Par ailleurs, au regard des chiffres que j’ai annoncés, de la dynamique épidémique en France et en Europe, de l’arrivée de l’automne puis de l’hiver, les chances pour que nous n’ayons plus à combattre le virus le 31 janvier sont malheureusement nulles.

Je comprends parfaitement que vous souhaitiez limiter autant que possible dans le temps ces mesures transitoires en raison de leur caractère exceptionnel. Toutefois, si nous voulons être efficaces et faire ce travail de fond, que vous avez souhaité et qui me semble en effet nécessaire, je pense que nous devons prolonger la durée de ces dispositions transitoires. C’est pourquoi le Gouvernement reste sur sa position d’une expiration de ces mesures au 1er avril, de manière à nous laisser du temps.

Vous avez, dans le même mouvement, mesdames, messieurs les sénateurs, débattu de la nécessité de prolonger l’exploitation des données de Contact Covid et du système d’information national de dépistage (Sidep). En effet, au regard du nombre de tests que nous réalisons et de l’importance que revêtent les systèmes d’information et l’enrichissement régulier de Sidep, il me semble nécessaire de prolonger l’exploitation à but de recherche et de lutte contre l’épidémie de ces données informatiques.

Je vous remercie d’avoir accepté l’amendement visant à conférer un statut aux tests antigéniques à venir. Ces derniers apporteront des solutions, notamment dans les aéroports et pour le dépistage des populations asymptomatiques, et ils doivent avoir une traduction légale pour être pleinement efficaces.

J’ai conscience que le Gouvernement a déposé tardivement un certain nombre d’amendements et je m’en excuse.
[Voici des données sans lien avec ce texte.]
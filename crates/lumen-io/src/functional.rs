use std::{io::Cursor, path::Path};

use image::{DynamicImage, GrayImage, ImageFormat};
use lumen_image::{Grid, GridSize, ImageError};
use lumen_imgproc::color::{gray_from_luma_alpha, gray_from_rgb, gray_from_rgba};

use crate::error::IoError;

/// Reads an image from the given file path as 8-bit luminance.
///
/// The method reads any format supported by the image crate. Color sources
/// are converted with the `0.299 R + 0.587 G + 0.114 B` weighting, gray with
/// alpha keeps its gray channel and 8-bit gray passes through.
///
/// # Arguments
///
/// * `file_path` - The path to a valid image file.
///
/// # Errors
///
/// Returns [`IoError::FileDoesNotExist`] for a missing file and
/// [`IoError::UnsupportedFormat`] for sources that are not 8 bits per channel.
pub fn read_image_gray(file_path: impl AsRef<Path>) -> Result<Grid<u8>, IoError> {
    let file_path = file_path.as_ref();

    // verify the file exists
    if !file_path.exists() {
        return Err(IoError::FileDoesNotExist(file_path.to_path_buf()));
    }

    let bytes = std::fs::read(file_path)?;
    let grid = decode_image_gray(&bytes)?;

    log::debug!("read {} grid from {}", grid.size(), file_path.display());

    Ok(grid)
}

/// Decodes an in-memory image as 8-bit luminance.
///
/// # Arguments
///
/// * `bytes` - The encoded image, format is guessed from its content.
pub fn decode_image_gray(bytes: &[u8]) -> Result<Grid<u8>, IoError> {
    let img = image::load_from_memory(bytes)?;
    gray_from_dynamic(img)
}

fn gray_from_dynamic(img: DynamicImage) -> Result<Grid<u8>, IoError> {
    let size = GridSize {
        width: img.width() as usize,
        height: img.height() as usize,
    };

    let grid = match img {
        DynamicImage::ImageLuma8(buf) => Grid::new(size, buf.into_raw())?,
        DynamicImage::ImageLumaA8(buf) => gray_from_luma_alpha(size, buf.as_raw())?,
        DynamicImage::ImageRgb8(buf) => gray_from_rgb(size, buf.as_raw())?,
        DynamicImage::ImageRgba8(buf) => gray_from_rgba(size, buf.as_raw())?,
        other => {
            return Err(IoError::UnsupportedFormat(format!(
                "{:?} cannot be read as 8-bit luminance",
                other.color()
            )))
        }
    };

    Ok(grid)
}

/// Writes a grid to the given file path as a grayscale image.
///
/// The format is deduced from the file extension.
///
/// # Arguments
///
/// * `file_path` - The destination path.
/// * `grid` - The grid to write.
pub fn write_image_gray(file_path: impl AsRef<Path>, grid: &Grid<u8>) -> Result<(), IoError> {
    let file_path = file_path.as_ref();

    let format = ImageFormat::from_path(file_path)
        .map_err(|_| IoError::InvalidFileExtension(file_path.to_path_buf()))?;

    let bytes = encode_image_gray(grid, format)?;
    std::fs::write(file_path, bytes)?;

    log::debug!("wrote {} grid to {}", grid.size(), file_path.display());

    Ok(())
}

/// Encodes a grid as a grayscale image in the given format.
///
/// # Arguments
///
/// * `grid` - The grid to encode.
/// * `format` - The target container format.
///
/// # Example
///
/// ```
/// use image::ImageFormat;
/// use lumen_image::Grid;
/// use lumen_io::functional::{decode_image_gray, encode_image_gray};
///
/// let grid = Grid::new([2, 2].into(), vec![0u8, 64, 128, 255]).unwrap();
/// let png = encode_image_gray(&grid, ImageFormat::Png).unwrap();
///
/// assert_eq!(decode_image_gray(&png).unwrap(), grid);
/// ```
pub fn encode_image_gray(grid: &Grid<u8>, format: ImageFormat) -> Result<Vec<u8>, IoError> {
    let buf = gray_buffer(grid)?;
    let mut bytes = Cursor::new(Vec::new());

    match format {
        // the gif encoder only takes rgb(a) frames
        ImageFormat::Gif => DynamicImage::ImageLuma8(buf)
            .to_rgb8()
            .write_to(&mut bytes, format),
        _ => buf.write_to(&mut bytes, format),
    }
    .map_err(IoError::ImageEncodeError)?;

    Ok(bytes.into_inner())
}

fn gray_buffer(grid: &Grid<u8>) -> Result<GrayImage, IoError> {
    let [width, height]: [u32; 2] = grid.size().try_into()?;
    GrayImage::from_raw(width, height, grid.as_slice().to_vec()).ok_or(
        IoError::ImageCreationError(ImageError::InvalidDataLength(
            grid.num_samples(),
            grid.size().num_samples(),
        )),
    )
}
Cela va de pair avec la nécessité de parer à l’urgence en permanence.

Je sais que l’amendement visant à prolonger sans les citer un certain nombre d’ordonnances relatives à la gestion de crise sanitaire prises pendant l’état d’urgence sanitaire attire en particulier votre attention. Je comprends parfaitement vos réserves, et je suis prêt à travailler sur une rédaction permettant d’apporter les garanties que vous exigez légitimement. Toutefois, si ces ordonnances devaient tomber, cela poserait des difficultés majeures, et c’est d’ailleurs des débats et des amendements sénatoriaux qu’est née notre conviction de la nécessité d’un texte de prolongation de ces ordonnances, notamment de celles qui concernent les maisons départementales des personnes handicapées (MDPH).
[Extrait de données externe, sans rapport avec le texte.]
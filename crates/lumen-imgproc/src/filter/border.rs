/// Maps a possibly out-of-range coordinate onto `[0, len)` by clamping to the
/// nearest edge (replicate border).
///
/// Example: `...d c b a | a a a a...`
///
/// # Arguments
///
/// * `i` - The coordinate, possibly negative or past the end.
/// * `len` - The valid length of the axis, must be > 0.
///
/// # Examples
///
/// ```
/// use lumen_imgproc::filter::clamp_to_edge;
///
/// assert_eq!(clamp_to_edge(-2, 5), 0);
/// assert_eq!(clamp_to_edge(3, 5), 3);
/// assert_eq!(clamp_to_edge(7, 5), 4);
/// ```
#[inline]
pub fn clamp_to_edge(i: isize, len: usize) -> usize {
    i.clamp(0, len as isize - 1) as usize
}

/// Precompute the clamped source coordinates visited by a kernel of reach
/// `half` centered at `center`, in kernel order.
#[inline]
pub(crate) fn clamped_window(center: usize, half: usize, len: usize, out: &mut [usize]) {
    let start = center as isize - half as isize;
    out.iter_mut()
        .enumerate()
        .for_each(|(k, idx)| *idx = clamp_to_edge(start + k as isize, len));
}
Voilà, mesdames, messieurs les sénateurs, les principaux points dont il me semble nécessaire que nous puissions débattre au cours de l’examen de ce texte, sans préjuger des annonces que le Président de la République pourra faire demain, sans préjuger non plus de la nécessité d’adapter notre arsenal juridique face à cette épidémie, qui nous joue bien des tours et qui cause des ravages sanitaires majeurs dans notre pays, mais toujours dans la sérénité qu’offre l’enceinte du Sénat.